Chronic Lipopolysaccharide Exposure Causes AD‐Like Pathology in Male Mice With Intact Blood–Brain Barrier

ABSTRACT Chronic inflammatory conditions like periodontitis and inflammatory bowel disease (IBD) are reported to contribute to the pathogenesis of late‐onset Alzheimer's disease (AD). Gram‐negative bacteria are the main bacterial species causing oral and gut mucosal infections. Lipopolysaccharide (LPS) is a major inflammation‐inducing molecule in Gram‐negative bacteria. LPS derived from the oral bacterium Porphyromonas gingivalis exhibits heterogeneous tetra‐acylated and penta‐acylated lipid A, while LPS from Escherichia coli exhibits the classical hexa‐acylated lipid A. Whether P. gingivalis ‐LPS and E. coli ‐LPS play a similar role in the progression of late‐onset AD is unknown.
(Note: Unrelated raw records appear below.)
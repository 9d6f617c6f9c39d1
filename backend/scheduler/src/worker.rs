//! Process-wide OCR worker pool.
//!
//! A bounded queue feeds a fixed number of long-lived workers. Submission never
//! waits: when the queue is full the caller gets [`SubmitError::QueueFull`] and
//! can shed the request.

use std::path::PathBuf;
use std::sync::{Arc, RwLock};
use std::time::Instant;

use cardscan_config::TaskSettings;
use cardscan_core::TaskId;
use cardscan_understanding::DocumentPipeline;
use thiserror::Error;
use tokio::sync::{mpsc, Mutex};
use tokio::task::JoinHandle;
use tracing::{error, info, warn};

use crate::store::TaskStore;

/// One uploaded document waiting for OCR.
#[derive(Debug, Clone)]
pub struct Job {
    pub id: TaskId,
    pub path: PathBuf,
}

impl Job {
    pub fn new(id: TaskId, path: impl Into<PathBuf>) -> Self {
        Self {
            id,
            path: path.into(),
        }
    }
}

#[derive(Debug, Error, PartialEq, Eq)]
pub enum SubmitError {
    #[error("OCR queue is full; try again later")]
    QueueFull,

    #[error("OCR worker pool is shut down")]
    Closed,
}

pub struct WorkerPool {
    sender: RwLock<Option<mpsc::Sender<Job>>>,
    store: TaskStore,
    workers: Mutex<Vec<JoinHandle<()>>>,
}

impl WorkerPool {
    /// Spawn `settings.workers` workers on the current runtime.
    pub fn start(pipeline: Arc<DocumentPipeline>, store: TaskStore, settings: &TaskSettings) -> Self {
        let worker_count = settings.workers.max(1);
        let (sender, receiver) = mpsc::channel(settings.queue_capacity.max(1));
        let receiver = Arc::new(Mutex::new(receiver));

        let workers = (0..worker_count)
            .map(|worker_id| {
                tokio::spawn(run_worker(
                    worker_id,
                    Arc::clone(&receiver),
                    Arc::clone(&pipeline),
                    store.clone(),
                ))
            })
            .collect();

        info!(
            workers = worker_count,
            queue_capacity = settings.queue_capacity.max(1),
            engine = pipeline.recognizer_name(),
            "OCR worker pool started"
        );

        Self {
            sender: RwLock::new(Some(sender)),
            store,
            workers: Mutex::new(workers),
        }
    }

    pub fn store(&self) -> &TaskStore {
        &self.store
    }

    /// Register `job` as queued and hand it to the workers.
    pub fn submit(&self, job: Job) -> Result<TaskId, SubmitError> {
        let sender = self
            .sender
            .read()
            .ok()
            .and_then(|guard| guard.clone())
            .ok_or(SubmitError::Closed)?;

        let id = job.id.clone();
        self.store.insert_queued(id.clone());

        match sender.try_send(job) {
            Ok(()) => Ok(id),
            Err(mpsc::error::TrySendError::Full(job)) => {
                warn!(task_id = %job.id, "OCR queue full; rejecting task");
                self.store.remove(&job.id);
                Err(SubmitError::QueueFull)
            }
            Err(mpsc::error::TrySendError::Closed(job)) => {
                self.store.remove(&job.id);
                Err(SubmitError::Closed)
            }
        }
    }

    /// Jobs waiting in the queue, not counting ones already being processed.
    pub fn pending(&self) -> usize {
        self.sender
            .read()
            .ok()
            .and_then(|guard| {
                guard
                    .as_ref()
                    .map(|s| s.max_capacity() - s.capacity())
            })
            .unwrap_or(0)
    }

    /// Stop accepting jobs, let the workers drain the queue, and wait for them.
    pub async fn shutdown(&self) {
        if let Ok(mut guard) = self.sender.write() {
            guard.take();
        }

        let handles: Vec<_> = self.workers.lock().await.drain(..).collect();
        for handle in handles {
            if let Err(e) = handle.await {
                error!(error = %e, "OCR worker exited abnormally");
            }
        }
        info!("OCR worker pool stopped");
    }
}

async fn run_worker(
    worker_id: usize,
    receiver: Arc<Mutex<mpsc::Receiver<Job>>>,
    pipeline: Arc<DocumentPipeline>,
    store: TaskStore,
) {
    loop {
        // The lock is released before the job runs.
        let next = receiver.lock().await.recv().await;
        let Some(job) = next else {
            break;
        };
        run_job(worker_id, job, Arc::clone(&pipeline), &store).await;
    }
}

async fn run_job(worker_id: usize, job: Job, pipeline: Arc<DocumentPipeline>, store: &TaskStore) {
    let Job { id, path } = job;
    store.mark_processing(&id);
    info!(task_id = %id, worker_id, path = %path.display(), "Processing task");
    let start = Instant::now();

    // Run on its own task so a panic in the pipeline fails this task only.
    let outcome = tokio::spawn(async move { pipeline.process(&path).await }).await;
    let elapsed_ms = start.elapsed().as_millis() as u64;

    match outcome {
        Ok(Ok(fields)) => {
            info!(task_id = %id, worker_id, elapsed_ms, "Task completed");
            store.complete(&id, fields);
        }
        Ok(Err(e)) => {
            warn!(task_id = %id, worker_id, elapsed_ms, error = %e, "Task failed");
            store.fail(&id, e.to_string());
        }
        Err(e) => {
            error!(task_id = %id, worker_id, error = %e, "OCR job panicked");
            store.fail(&id, "OCR processing failed: internal error");
        }
    }
}
//! Per-document pipeline: preprocess → recognise → classify.

use std::path::{Path, PathBuf};
use std::sync::Arc;
use std::time::Instant;

use cardscan_config::AppConfig;
use cardscan_core::{ClassifiedFields, TextClassifier};
use cardscan_logging::redact_identity_numbers;
use thiserror::Error;
use tracing::{debug, info};

use crate::ocr::{OcrError, TesseractRecognizer, TextRecognizer};
use crate::preprocess::{PreprocessError, Preprocessor};

/// Display strings are what a client sees as the task error.
#[derive(Debug, Error)]
pub enum PipelineError {
    #[error(transparent)]
    Preprocess(#[from] PreprocessError),

    #[error("OCR processing failed: {0}")]
    Ocr(#[from] OcrError),

    #[error("Image preprocessing was interrupted: {0}")]
    Interrupted(String),
}

pub struct DocumentPipeline {
    preprocessor: Preprocessor,
    recognizer: Arc<dyn TextRecognizer>,
    classifier: TextClassifier,
}

impl DocumentPipeline {
    pub fn new(
        preprocessor: Preprocessor,
        recognizer: Arc<dyn TextRecognizer>,
        classifier: TextClassifier,
    ) -> Self {
        Self {
            preprocessor,
            recognizer,
            classifier,
        }
    }

    /// Tesseract-backed pipeline built from the runtime config.
    pub fn from_config(config: &AppConfig) -> Self {
        Self::new(
            Preprocessor::from_settings(&config.ocr),
            Arc::new(TesseractRecognizer::new(&config.ocr)),
            TextClassifier::new()
                .with_extra_stop_phrases(config.classifier.extra_stop_phrases.iter().cloned()),
        )
    }

    pub fn recognizer_name(&self) -> &str {
        self.recognizer.name()
    }

    pub async fn process(&self, path: &Path) -> Result<ClassifiedFields, PipelineError> {
        let start = Instant::now();

        let preprocessor = self.preprocessor;
        let owned_path: PathBuf = path.to_path_buf();
        let image = tokio::task::spawn_blocking(move || preprocessor.load(&owned_path))
            .await
            .map_err(|e| PipelineError::Interrupted(e.to_string()))??;
        let preprocess_ms = start.elapsed().as_secs_f64() * 1000.0;

        let text = self.recognizer.recognize(&image).await?;
        debug!(text = %redact_identity_numbers(&text), "Raw OCR output");

        let fields = self.classifier.classify(&text);
        info!(
            path = %path.display(),
            engine = self.recognizer.name(),
            numbers = fields.lines_with_numbers.len(),
            strings = fields.lines_with_strings.len(),
            preprocess_ms,
            total_ms = start.elapsed().as_secs_f64() * 1000.0,
            "Document processed"
        );
        Ok(fields)
    }
}

#[cfg(test)]
mod tests {
    use super::*;
    use async_trait::async_trait;
    use image::{GrayImage, ImageFormat, Luma};

    struct CannedRecognizer(Result<&'static str, ()>);

    #[async_trait]
    impl TextRecognizer for CannedRecognizer {
        fn name(&self) -> &str {
            "canned"
        }

        async fn recognize(&self, _image: &GrayImage) -> Result<String, OcrError> {
            self.0.map(str::to_string).map_err(|_| OcrError::Failed {
                code: 1,
                stderr: "Failed loading language 'ara'".to_string(),
            })
        }
    }

    fn pipeline(result: Result<&'static str, ()>) -> DocumentPipeline {
        DocumentPipeline::new(
            Preprocessor::new(100, None),
            Arc::new(CannedRecognizer(result)),
            TextClassifier::new(),
        )
    }

    fn write_card(dir: &Path) -> PathBuf {
        let path = dir.join("card.png");
        GrayImage::from_pixel(320, 200, Luma([255]))
            .save_with_format(&path, ImageFormat::Png)
            .unwrap();
        path
    }

    #[tokio::test]
    async fn classifies_recognised_text() {
        let dir = tempfile::tempdir().unwrap();
        let path = write_card(dir.path());

        let fields = pipeline(Ok("109876543210987654\nبن علي\nاللقب\n19900101"))
            .process(&path)
            .await
            .unwrap();
        assert_eq!(
            fields.lines_with_numbers,
            vec!["109876543210987654", "1990/01/01"]
        );
        assert_eq!(fields.lines_with_strings, vec!["بن علي"]);
    }

    #[tokio::test]
    async fn unreadable_image_message() {
        let dir = tempfile::tempdir().unwrap();
        let path = dir.path().join("card.jpg");
        std::fs::write(&path, b"\xff\xd8 truncated").unwrap();

        let err = pipeline(Ok("")).process(&path).await.unwrap_err();
        assert_eq!(
            err.to_string(),
            "Failed to read image. Please upload a valid image."
        );
    }

    #[tokio::test]
    async fn ocr_failure_message() {
        let dir = tempfile::tempdir().unwrap();
        let path = write_card(dir.path());

        let err = pipeline(Err(())).process(&path).await.unwrap_err();
        assert!(err.to_string().starts_with("OCR processing failed: "));
        assert!(err.to_string().contains("Failed loading language"));
    }

    #[test]
    fn from_config_uses_tesseract() {
        let pipeline = DocumentPipeline::from_config(&AppConfig::default());
        assert_eq!(pipeline.recognizer_name(), "tesseract");
    }
}
//! `cardscan-config`: CardScan runtime configuration management.
//!
//! Provides:
//! - Typed config schema (server, OCR, tasks, logging, classifier)
//! - Optional YAML config file
//! - Environment variable overrides (`UPLOAD_FOLDER`, `PORT`, `OCR_*`, ...)
//! - Validation with errors and warnings

pub mod env;
pub mod io;
pub mod schema;
pub mod validation;

// Re-export most-used types at crate root.
pub use env::{apply_env_overrides, apply_env_overrides_with, parse_crop, EnvOverrideError};
pub use io::load_config;
pub use schema::{
    AppConfig, ClassifierConfig, CropRegion, LoggingConfig, OcrSettings, ServerConfig,
    TaskSettings,
};
pub use validation::{validate, ConfigValidationError, ValidationReport};

use anyhow::{bail, Context, Result};
use std::path::Path;

/// Load the optional config file and apply env overrides, without validating.
pub async fn load(path: Option<&Path>) -> Result<AppConfig> {
    let config = match path {
        Some(path) => load_config(path).await?,
        None => AppConfig::default(),
    };
    apply_env_overrides(config).context("Failed to apply env overrides")
}

/// Log validation warnings; abort with every error listed if any.
pub fn ensure_valid(config: &AppConfig) -> Result<()> {
    let report = validate(config);
    for warning in &report.warnings {
        tracing::warn!(path = %warning.path, message = %warning.message, "Config warning");
    }
    if !report.is_valid() {
        let messages: Vec<String> = report.errors.iter().map(ToString::to_string).collect();
        bail!("Invalid configuration:\n  {}", messages.join("\n  "));
    }
    Ok(())
}

/// [`load`] followed by [`ensure_valid`].
pub async fn load_and_prepare(path: Option<&Path>) -> Result<AppConfig> {
    let config = load(path).await?;
    ensure_valid(&config)?;
    Ok(config)
}
//! Compact date reformatting for numeric OCR fields.

/// Reformat an 8-digit `YYYYMMDD` string as `YYYY/MM/DD`.
///
/// Anything that is not exactly eight ASCII digits is returned unchanged, so
/// the function is a no-op on its own output.
pub fn format_date(s: &str) -> String {
    if s.len() == 8 && s.bytes().all(|b| b.is_ascii_digit()) {
        format!("{}/{}/{}", &s[..4], &s[4..6], &s[6..])
    } else {
        s.to_string()
    }
}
Using adult, wild‐type C57BL/6J mice to mimic the adult population without genetically determined predisposition to AD, we showed that chronic inflammation induced by a 28‐day, subcutaneous infusion of P. gingivalis ‐LPS or E. coli ‐LPS can lead to neuroinflammation and AD‐like cognitive decline and pathology in male mice. At this relatively early stage (4 weeks) of chronic inflammation when the blood–brain barrier is intact, both P. gingivalis ‐LPS and E. coli ‐LPS cause neuroinflammation through Toll‐like receptor 4 (TLR4) and Toll‐like receptor 2 (TLR2) expressed at microglia in the brain. Notably, only E. coli ‐LPS induces significant inflammatory responses systemically. In short, our results suggest that chronic P. gingivalis ‐LPS release (occurring in chronic periodontitis) or E. coli ‐LPS release (occurring in IBD) could harm the brain before the blood–brain barrier is disrupted; continuous local P. gingivalis ‐LPS release might do harm to the brain before exhibiting adverse effects systemically.